As for what the Otaku think... well... let me do what they want, as long as somebody buys my manga
I'd say that Avatar is anime-inspired but not anime. To talk about Avatar or say, Teen Titans and other anime inspired western shows, the animation 'timing' is Western (I've gone to school for 2D animation to give myself some qualifying statements lol)
In animation, you have 24 frames per second and of those 24 frames, only 12 pictures are drawn (if we don't count layers... I won't get into that). That means that it is animated in 2's. Sometimes, more pictures will be added to give a more 'squash and stretch' and 'pop' to movements that aren't monotonous like jumping. I would animate the few frames before the 'take-off' in 1's and then the rest of the animation in 2's.
Anime, on the other hand, is animated in 4's or 5's which means that for every 24 frames there are 6 individual pictures.. 1/2 as much as the usual Western animation. In the end, the characters in Western animation have a much more fluid motion.
The character designs also have a more 'western' feel to them... like you have someone used to drawing a certain way but have been asked to draw with someone else's style ... you get this 'pseudo anime' that seems more like it's pretending and trying to be something it's not.

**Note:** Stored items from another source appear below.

//! Field descriptors and their random value generators.

use crate::values::Value;
use content_gen::{ContentError, ContentGen};

/// Error type for field construction and value generation.
#[derive(Debug, thiserror::Error, PartialEq)]
pub enum FieldError {
    /// Integer range with `min > max`.
    #[error("inverted integer range: min {min} > max {max}")]
    InvertedRange { min: i64, max: i64 },

    /// Decimal with more fractional digits than total digits.
    #[error("decimal scale {scale} exceeds precision {precision}")]
    ScaleExceedsPrecision { precision: u32, scale: u32 },

    /// Content generation error (e.g. an enum with no options).
    #[error(transparent)]
    Content(#[from] ContentError),
}

/// Generation policy of a column — the closed set of supported shapes.
///
/// Each variant produces one random value conforming to its declared
/// constraints via [`FieldType::random_value`].
#[derive(Debug, Clone, PartialEq)]
pub enum FieldType {
    /// Signed integer sampled uniformly from `[min, max]`.
    Integer { min: i64, max: i64 },
    /// Unsigned integer sampled uniformly from `[0, max]`.
    UnsignedInteger { max: u64 },
    /// Fixed-point number with `precision` total digits, `scale` of them
    /// fractional. Shared by decimal/float/real/double/numeric columns.
    Decimal { precision: u32, scale: u32 },
    Date,
    DateTime,
    /// Unix-epoch-like integer timestamp.
    Timestamp,
    /// Clock time formatted `H:M:S`.
    Time,
    Year,
    /// Phrase from the corpus, truncated to at most `max_len` characters.
    Text { max_len: usize },
    /// One option chosen uniformly.
    Enum { options: Vec<String> },
    /// Comma-joined, sorted, non-empty subset of the options.
    Set { options: Vec<String> },
}

impl FieldType {
    /// Signed integer type; fails when the range is inverted.
    pub fn integer(min: i64, max: i64) -> Result<Self, FieldError> {
        if min > max {
            return Err(FieldError::InvertedRange { min, max });
        }

        Ok(FieldType::Integer { min, max })
    }

    /// Decimal type; fails when `scale > precision`.
    pub fn decimal(precision: u32, scale: u32) -> Result<Self, FieldError> {
        if scale > precision {
            return Err(FieldError::ScaleExceedsPrecision { precision, scale });
        }

        Ok(FieldType::Decimal { precision, scale })
    }

    /// Produce one random value conforming to this type.
    pub fn random_value(&self, gen: &mut ContentGen) -> Result<Value, FieldError> {
        match self {
            FieldType::Integer { min, max } => Ok(Value::Int(gen.int(*min, *max))),
            FieldType::UnsignedInteger { max } => Ok(Value::UInt(gen.uint(0, *max))),
            FieldType::Decimal { precision, scale } => {
                let int_span = digit_span(precision - scale);
                let frac_span = digit_span(*scale);
                let int_part = gen.int(-int_span, int_span);
                let frac_part = gen.int(0, frac_span);

                // The fractional digits are deliberately unpadded: "3.7"
                // with scale 2 means 3.7, not 3.07.
                let literal = format!("{int_part}.{frac_part}");
                Ok(Value::Float(literal.parse().expect(
                    "integer and fraction parts always form a float literal",
                )))
            }
            FieldType::Date => Ok(Value::Date(gen.date(None, None))),
            FieldType::DateTime => Ok(Value::DateTime(gen.datetime(None, None))),
            FieldType::Timestamp => Ok(Value::Int(126_144_000 + gen.int(0, 315_360_000))),
            FieldType::Time => Ok(Value::Text(format!(
                "{}:{}:{}",
                gen.int(0, 23),
                gen.int(0, 59),
                gen.int(0, 59)
            ))),
            FieldType::Year => Ok(Value::Int(gen.int(1990, 2020))),
            FieldType::Text { max_len } => Ok(Value::Text(gen.text(*max_len))),
            FieldType::Enum { options } => Ok(Value::Text(gen.pick_one(options)?.clone())),
            FieldType::Set { options } => {
                let subset = gen.pick_subset(options)?;
                Ok(Value::Text(
                    subset.into_iter().collect::<Vec<_>>().join(","),
                ))
            }
        }
    }
}

/// Largest value expressible with `digits` decimal digits, saturating at
/// `i64::MAX` for widths beyond what fits.
fn digit_span(digits: u32) -> i64 {
    10i64
        .checked_pow(digits)
        .map(|p| p - 1)
        .unwrap_or(i64::MAX)
}

/// One typed attribute of a table.
///
/// Generation decorates the underlying [`FieldType`]: a nullable field has a
/// 1-in-5 chance of yielding `Null`, and a field with a declared default an
/// independent 1-in-5 chance of yielding that default, both checked before
/// delegating to the type's generator.
#[derive(Debug, Clone, PartialEq)]
pub struct Field {
    pub name: String,
    pub nullable: bool,
    pub default: Option<Value>,
    pub kind: FieldType,
}

impl Field {
    pub fn new(name: impl Into<String>, kind: FieldType) -> Self {
        Self {
            name: name.into(),
            nullable: false,
            default: None,
            kind,
        }
    }

    pub fn random_value(&self, gen: &mut ContentGen) -> Result<Value, FieldError> {
        if self.nullable && gen.int(0, 4) == 1 {
            return Ok(Value::Null);
        }

        if let Some(default) = &self.default {
            if gen.int(0, 4) == 1 {
                return Ok(default.clone());
            }
        }

        self.kind.random_value(gen)
    }
}
//! Command-line interface for loremdb
//!
//! # Usage Examples
//!
//! ```bash
//! # Fill every table of a MySQL database with 100 rows each
//! loremdb mysql --db shop -u root -p secret --host db.local
//!
//! # Fill a SQLite file, 500 rows per table, only two tables, reproducibly
//! loremdb sqlite --db fixtures.db -n 500 --seed 42 --filter users orders
//! ```

use anyhow::Context;
use clap::{Args, Parser, Subcommand};
use content_gen::ContentGen;
use lorem_core::Table;
use loremdb::mysql::MySqlDatabase;
use loremdb::progress::DotProgress;
use loremdb::sqlite::SqliteDatabase;
use loremdb::{Database, FillObserver, FillOpts, Filler};
use std::io::Write;

#[derive(Parser)]
#[command(name = "loremdb")]
#[command(version)]
#[command(about = "Fill a database's tables with lorem-ipsum rows")]
struct Cli {
    #[command(subcommand)]
    command: Commands,
}

#[derive(Subcommand)]
enum Commands {
    /// Fill a MySQL database
    Mysql {
        #[command(flatten)]
        connection: MySqlOpts,

        #[command(flatten)]
        fill: FillOpts,
    },

    /// Fill a SQLite database file
    Sqlite {
        /// Path to the database file
        #[arg(short = 'b', long = "db", env = "LOREMDB_DATABASE")]
        database: String,

        #[command(flatten)]
        fill: FillOpts,
    },
}

#[derive(Args, Clone, Debug)]
struct MySqlOpts {
    /// Database (schema) name
    #[arg(short = 'b', long = "db", env = "LOREMDB_DATABASE")]
    database: String,

    /// Database user
    #[arg(short, long, env = "LOREMDB_USER")]
    user: String,

    /// Database password
    #[arg(short, long, env = "LOREMDB_PASSWORD")]
    password: Option<String>,

    /// Database host
    #[arg(long, default_value = "localhost", env = "LOREMDB_HOST")]
    host: String,

    /// Database port
    #[arg(long, default_value_t = 3306, env = "LOREMDB_PORT")]
    port: u16,
}

#[tokio::main]
async fn main() -> anyhow::Result<()> {
    tracing_subscriber::fmt()
        .with_env_filter(tracing_subscriber::EnvFilter::from_default_env())
        .init();

    let cli = Cli::parse();

    println!("LoremDb v{}", env!("CARGO_PKG_VERSION"));
    println!("------------------------------------");

    match cli.command {
        Commands::Mysql { connection, fill } => {
            let db = MySqlDatabase::connect_with_params(
                &connection.user,
                connection.password.as_deref(),
                &connection.host,
                connection.port,
                &connection.database,
            )
            .await
            .context("connecting to MySQL")?;

            run(Box::new(db), fill).await
        }
        Commands::Sqlite { database, fill } => {
            let db = SqliteDatabase::connect(&database)
                .await
                .context("opening SQLite database")?;

            run(Box::new(db), fill).await
        }
    }
}

async fn run(db: Box<dyn Database>, opts: FillOpts) -> anyhow::Result<()> {
    let gen = match opts.seed {
        Some(seed) => ContentGen::seeded(seed),
        None => ContentGen::new(),
    };

    let mut filler = Filler::new(db, gen)
        .with_rows(opts.number)
        .with_show_errors(opts.show_errors);
    if !opts.filter.is_empty() {
        filler = filler.with_filter(opts.filter.clone());
    }

    filler.register(Box::new(ConsoleProgress::new(opts.number)));

    let report = filler.fill().await?;

    println!();
    println!("... Finished");
    println!();
    println!("------------------------------------");
    println!("Inserts: {}", report.inserts);
    println!("Inserts with error: {}", report.insert_errors);
    println!("Inserts with success: {}", report.successes());
    println!("------------------------------------");

    Ok(())
}

/// Prints a heading and a dot block per table as rows go in.
struct ConsoleProgress {
    dots: DotProgress,
}

impl ConsoleProgress {
    fn new(rows_per_table: u64) -> Self {
        Self {
            dots: DotProgress::new(rows_per_table),
        }
    }
}

impl FillObserver for ConsoleProgress {
    fn on_table_start(&mut self, table: &Table) {
        println!();
        println!("Populating '{}'", table.name);
        self.dots.reset();
    }

    fn on_insert(&mut self, _table: &str) {
        let mut stdout = std::io::stdout();
        // Progress is cosmetic; rendering failures must not affect the run.
        let _ = self.dots.tick(&mut stdout);
        let _ = stdout.flush();
    }
}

There's also the factor of storyline... I could name the all the anime that go on forever with no set 'the is how it starts, this is how it ends, and this is how many episodes it will have. Western animation and tv shows continue to air as long as there are people watching and they make money.
The Japanese also put a lot of effort into hair... it's not something you see in Western animation.
I certainly don't think that only Asians can make anime (let's face it, the Japanese only do keyframing and it's the Koreans that draw the bulk of the pictures) but in the end anime is a very distinct style and you need all the factors and that includes timing to make it right.
Manga is hard to imitate when you don't know much about it. I think webcomic artists can do it well and probably because they are also interested in the genre and not just asked to 'imitate' a style they know nothing about by their boss.
Saying you have to be Japanese to create manga is like saying you have to be Dutch to paint portraits after the Flemish style. People did say that at the time but is wasn't true.
Maybe Japanese are the best at it because it they developed the style, but you don't have to be Japanese to create manga anymore than you have to be French to be an Impressionist painter.
Amazing how the same things are said about styles of art through the ages.
This post was last edited on Nov 28,`09 8:56am
"The only thing a man should take seriously is the fact that nothing is to be taken seriously."
Samuel Butler
Well, I think it's a style...
People only think it's Japanese and stuff because it's the style that is largely popular over in Japan.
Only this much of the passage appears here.